Joseph Wilhelm Ernst, Prince of Fürstenberg (13 April 1699 - 29 April 1762) was a prince of Fürstenberg-Fürstenberg who changed his residence to Donaueschingen, at the head of the Danube, and thus converted the existing settlement into a town and constructed Schloss Donaueschingen.

== Early life ==
Born as a member of the House of Fürstenberg Joseph was the second son of Landgrave Prosper von Fürstenberg-Stühlingen (1662–1704) and his wife, Countess Sophie Anna Eusebia von Königsegg-Rothenfels (1674–1727).

== Title of Fürst ==
On 2 December 1716 Joseph was awarded with the hereditary title of Fürst by Charles VI, Holy Roman Emperor.

== Marriages and issue ==
On 6 June 1723 he married Countess Maria Anna von Waldstein-Wartenberg, heiress of Pürglitz (1707-1756).
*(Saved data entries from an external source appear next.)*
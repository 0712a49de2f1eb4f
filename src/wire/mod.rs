//! Wire model for the packet protocol.
//!
//! Every message is a [`WireHeader`] immediately followed by exactly
//! `header.length` payload bytes:
//!
//! ```text
//! Request:  <20-byte header><payload of exactly length bytes>
//! Response: <20-byte header><payload of exactly length bytes>
//! ```

mod buffer;
mod header;
mod packet;

pub use buffer::ByteBuffer;
pub use header::{Command, WireHeader, HEADER_SIZE};
pub use packet::Packet;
They had six children:
- Joseph Wenzel (1728–1783)
- Karl Egon (1729 - 1787), married Countess Maria Josepha von Sternberg (1735-1803), father of Karl Aloys zu Fürstenberg
- Maria Augusta Josepha (1731–1770), Abbess in Hradčany
- Maria Henriette Josepha (1732–1772), married Alexander Ferdinand, 3rd Prince of Thurn and Taxis, had issue
- Maria Emmanuele Sophie (1733–1776)
- Maria Theresia Josepha (1736–1774)

In 1761 he married 37 years younger Countess Maria Anna von der Wahl (1736-1808). They didn't have children.